The chief arbitration institutions in Beijing and Hong Kong will set up a centre next February to settle disputes over Internet domain names, it was announced on December 16.
The Asian Domain-Name Dispute-Resolution Centre is the brainchild of the China International Economic and Trade Arbitration Commission (CIETAC) and the Hong Kong International Arbitration Centre (HKIAC). The centre will be the fourth centre in the world authorized by the Internet Corporation for Assigned Names and Numbers (ICANN) to settle domain-name disputes in relation to generic top-level domains (gTLDs). It will also be the only such centre in Asia.
Wang Shengchang, deputy chairman of the commission in Beijing, said: "Asia has enjoyed rapid economic growth as well as an increase in Internet users. There is room for the expansion of the business (of resolving domain-name disputes)."
Some 7,000 disputes have been undertaken by the world's other three dispute-settlement centres for top-level domains - the Centre for Public Resources Institute for Dispute Resolution and the National Arbitration Forum, both in the United States, and the Arbitration and Mediation Centre under the World Intellectual Property Organization in Geneva, Switzerland.

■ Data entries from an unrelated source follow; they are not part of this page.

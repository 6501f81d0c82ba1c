//! # Photo Entity
//!
//! ローカルの写真ファイルと、アップロード後のリモートオブジェクト

use std::path::{Path, PathBuf};

/// 推論できない拡張子に使うコンテンツタイプ
pub const FALLBACK_CONTENT_TYPE: &str = "application/octet-stream";

/// 拡張子からコンテンツタイプを推論する
pub fn content_type_for(path: &Path) -> &'static str {
    let extension = path
        .extension()
        .and_then(|ext| ext.to_str())
        .map(|ext| ext.to_ascii_lowercase());

    match extension.as_deref() {
        Some("jpg") | Some("jpeg") => "image/jpeg",
        Some("png") => "image/png",
        Some("gif") => "image/gif",
        Some("webp") => "image/webp",
        Some("heic") => "image/heic",
        Some("heif") => "image/heif",
        Some("bmp") => "image/bmp",
        Some("tif") | Some("tiff") => "image/tiff",
        _ => FALLBACK_CONTENT_TYPE,
    }
}

/// アップロード対象のローカル写真
#[derive(Debug, Clone, PartialEq, Eq)]
pub struct Photo {
    path: PathBuf,
    name: String,
    content_type: &'static str,
}

impl Photo {
    /// パスから写真を作成（名前はファイル名、コンテンツタイプは拡張子から推論）
    pub fn from_path(path: impl Into<PathBuf>) -> Self {
        let path = path.into();
        let name = path
            .file_name()
            .map(|name| name.to_string_lossy().into_owned())
            .unwrap_or_else(|| path.to_string_lossy().into_owned());
        let content_type = content_type_for(&path);

        Self {
            path,
            name,
            content_type,
        }
    }

    pub fn path(&self) -> &Path {
        &self.path
    }

    /// リモート側でのオブジェクト名
    pub fn name(&self) -> &str {
        &self.name
    }

    pub fn content_type(&self) -> &'static str {
        self.content_type
    }
}

/// ストレージ上のオブジェクト（ファイルまたはフォルダ）
#[derive(Debug, Clone, PartialEq, Eq)]
pub struct RemoteObject {
    pub id: String,
    pub name: Option<String>,
}

impl RemoteObject {
    pub fn new(id: impl Into<String>, name: Option<String>) -> Self {
        Self {
            id: id.into(),
            name,
        }
    }
}

/// ページングされた一覧結果の1ページ
#[derive(Debug, Clone, PartialEq, Eq, Default)]
pub struct FilePage {
    pub files: Vec<RemoteObject>,
    /// 続きがある場合のみ `Some`
    pub next_page_token: Option<String>,
}
//! Drive REST Client
//!
//! 認証済みセッションとして Drive v3 REST API を呼び出す

use anyhow::{bail, Context, Result};
use log::debug;
use reqwest::header::{CONTENT_TYPE, LOCATION};
use reqwest::{Client, RequestBuilder, Response, StatusCode};
use std::sync::Arc;

use super::models::{FileList, FileMetadata, FileResource, PermissionRequest};
use crate::adapter::auth::session_token::SessionToken;
use crate::adapter::error::{check_status, GatewayError};
use crate::domain::repositories::credential_repository::{
    AuthorizationFlow, Credential, CredentialRepository,
};

/// Full read/write access to the Drive account
pub const DRIVE_SCOPE: &str = "https://www.googleapis.com/auth/drive";

const SERVICE: &str = "Drive";
const LIST_FIELDS: &str = "nextPageToken, files(id, name)";

/// Drive session reused for every call in a run
pub struct DriveClient {
    http: Client,
    api_base: String,
    session: Arc<SessionToken>,
}

impl DriveClient {
    /// 固定トークンのセッション
    pub fn new(http: Client, api_base: &str, access_token: &str) -> Self {
        Self::with_session(http, api_base, Arc::new(SessionToken::fixed(access_token)))
    }

    pub fn with_session(http: Client, api_base: &str, session: Arc<SessionToken>) -> Self {
        Self {
            http,
            api_base: api_base.trim_end_matches('/').to_string(),
            session,
        }
    }

    /// Open a session from a credential carrying the full Drive scope
    ///
    /// The access token is refreshed through `flow` and saved to `store`
    /// whenever it expires or is rejected.
    pub fn open_session(
        api_base: &str,
        credential: Credential,
        flow: Arc<dyn AuthorizationFlow>,
        store: Arc<dyn CredentialRepository>,
    ) -> Result<Self> {
        if !credential.has_scope(DRIVE_SCOPE) {
            bail!("Credential does not grant {}", DRIVE_SCOPE);
        }

        let http = Client::builder()
            .build()
            .context("Failed to create HTTP client for Drive API")?;
        let session = SessionToken::renewable(credential, flow, store);

        Ok(Self::with_session(http, api_base, Arc::new(session)))
    }

    /// Send with the current token, renewing it once on 401
    async fn send_authorized<F>(&self, action: &str, build: F) -> Result<Response>
    where
        F: Fn(&str) -> RequestBuilder,
    {
        let token = self.session.access_token().await?;
        let response = build(&token)
            .send()
            .await
            .with_context(|| format!("Failed to send Drive {} request", action))?;

        if response.status() != StatusCode::UNAUTHORIZED {
            return Ok(check_status(SERVICE, response).await?);
        }

        let Some(renewed) = self.session.renew_rejected(&token).await? else {
            return Ok(check_status(SERVICE, response).await?);
        };

        debug!("Retrying Drive {} request with a renewed token", action);
        let response = build(&renewed)
            .send()
            .await
            .with_context(|| format!("Failed to send Drive {} request", action))?;

        Ok(check_status(SERVICE, response).await?)
    }

    /// `files.create` without media (folders)
    pub async fn create_file(&self, metadata: &FileMetadata) -> Result<FileResource> {
        let url = format!("{}/drive/v3/files", self.api_base);
        debug!("POST {} name={}", url, metadata.name);

        let response = self
            .send_authorized("create", |token| {
                self.http
                    .post(&url)
                    .bearer_auth(token)
                    .query(&[("fields", "id")])
                    .json(metadata)
            })
            .await?;

        response
            .json()
            .await
            .context("Failed to parse Drive create response")
    }

    /// `files.create` with media using the resumable protocol
    pub async fn upload(
        &self,
        metadata: &FileMetadata,
        content_type: &str,
        content: Vec<u8>,
    ) -> Result<FileResource> {
        let url = format!("{}/upload/drive/v3/files", self.api_base);
        debug!(
            "POST {} name={} ({} bytes, {})",
            url,
            metadata.name,
            content.len(),
            content_type
        );

        let response = self
            .send_authorized("upload", |token| {
                self.http
                    .post(&url)
                    .bearer_auth(token)
                    .query(&[("uploadType", "resumable"), ("fields", "id")])
                    .header("X-Upload-Content-Type", content_type)
                    .header("X-Upload-Content-Length", content.len().to_string())
                    .json(metadata)
            })
            .await?;

        let session_uri = response
            .headers()
            .get(LOCATION)
            .and_then(|value| value.to_str().ok())
            .map(|value| value.to_string())
            .ok_or(GatewayError::MissingField {
                service: SERVICE,
                field: "Location",
            })?;

        let response = self
            .send_authorized("upload content", |token| {
                self.http
                    .put(&session_uri)
                    .bearer_auth(token)
                    .header(CONTENT_TYPE, content_type)
                    .body(content.clone())
            })
            .await?;

        response
            .json()
            .await
            .context("Failed to parse Drive upload response")
    }

    /// `files.list` for one page
    pub async fn list(&self, q: &str, page_token: Option<&str>) -> Result<FileList> {
        let url = format!("{}/drive/v3/files", self.api_base);
        debug!("GET {} q={} pageToken={:?}", url, q, page_token);

        let response = self
            .send_authorized("list", |token| {
                let request = self
                    .http
                    .get(&url)
                    .bearer_auth(token)
                    .query(&[("q", q), ("spaces", "drive"), ("fields", LIST_FIELDS)]);
                match page_token {
                    Some(page_token) => request.query(&[("pageToken", page_token)]),
                    None => request,
                }
            })
            .await?;

        response
            .json()
            .await
            .context("Failed to parse Drive list response")
    }

    /// `permissions.create`
    pub async fn create_permission(
        &self,
        file_id: &str,
        permission: &PermissionRequest,
    ) -> Result<()> {
        let url = format!("{}/drive/v3/files/{}/permissions", self.api_base, file_id);
        debug!("POST {} role={}", url, permission.role);

        self.send_authorized("permission", |token| {
            self.http.post(&url).bearer_auth(token).json(permission)
        })
        .await?;
        Ok(())
    }
}
//! # Request DTOs
//!
//! ワークフローの1サイクル分の入力

use std::path::PathBuf;

use crate::domain::entities::recipient::PhoneRecipient;

/// アップロード要求（ファイルまたはディレクトリのパス）
#[derive(Debug, Clone, PartialEq, Eq)]
pub struct UploadRequest {
    pub path: PathBuf,
}

impl UploadRequest {
    /// ユーザー入力から作成（前後の空白は除去し、`~` を展開）
    pub fn new(path: &str) -> Self {
        Self {
            path: PathBuf::from(shellexpand::tilde(path.trim()).as_ref()),
        }
    }
}

/// 配信要求（バッチ番号と配信先）
#[derive(Debug, Clone, PartialEq, Eq)]
pub struct DistributionRequest {
    /// バッチ番号（フォルダ名と完全一致で検索される）
    pub batch: String,
    pub recipient: PhoneRecipient,
}

impl DistributionRequest {
    pub fn new(batch: &str, recipient: PhoneRecipient) -> Self {
        Self {
            batch: batch.trim().to_string(),
            recipient,
        }
    }
}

Wang said he expected the centre to handle between 20 and 200 cases each month in its first year.
"The first year will provide a test ground for our future expansion of business," he said.
If the Beijing-Hong Kong project proves successful, the centre will expand to include arbitration institutions in Asia as a whole.
Christopher To, secretary-general of the Hong Kong centre, said the new centre would have a competitive edge over the World Intellectual Property Organization due to its new online system and its ability to operate in the Chinese language.
"As time goes by, traditional arbitration will drop and on-line arbitration will increase," he said. "The younger generation is coming in and they would like to have disputes heard at the click of a button."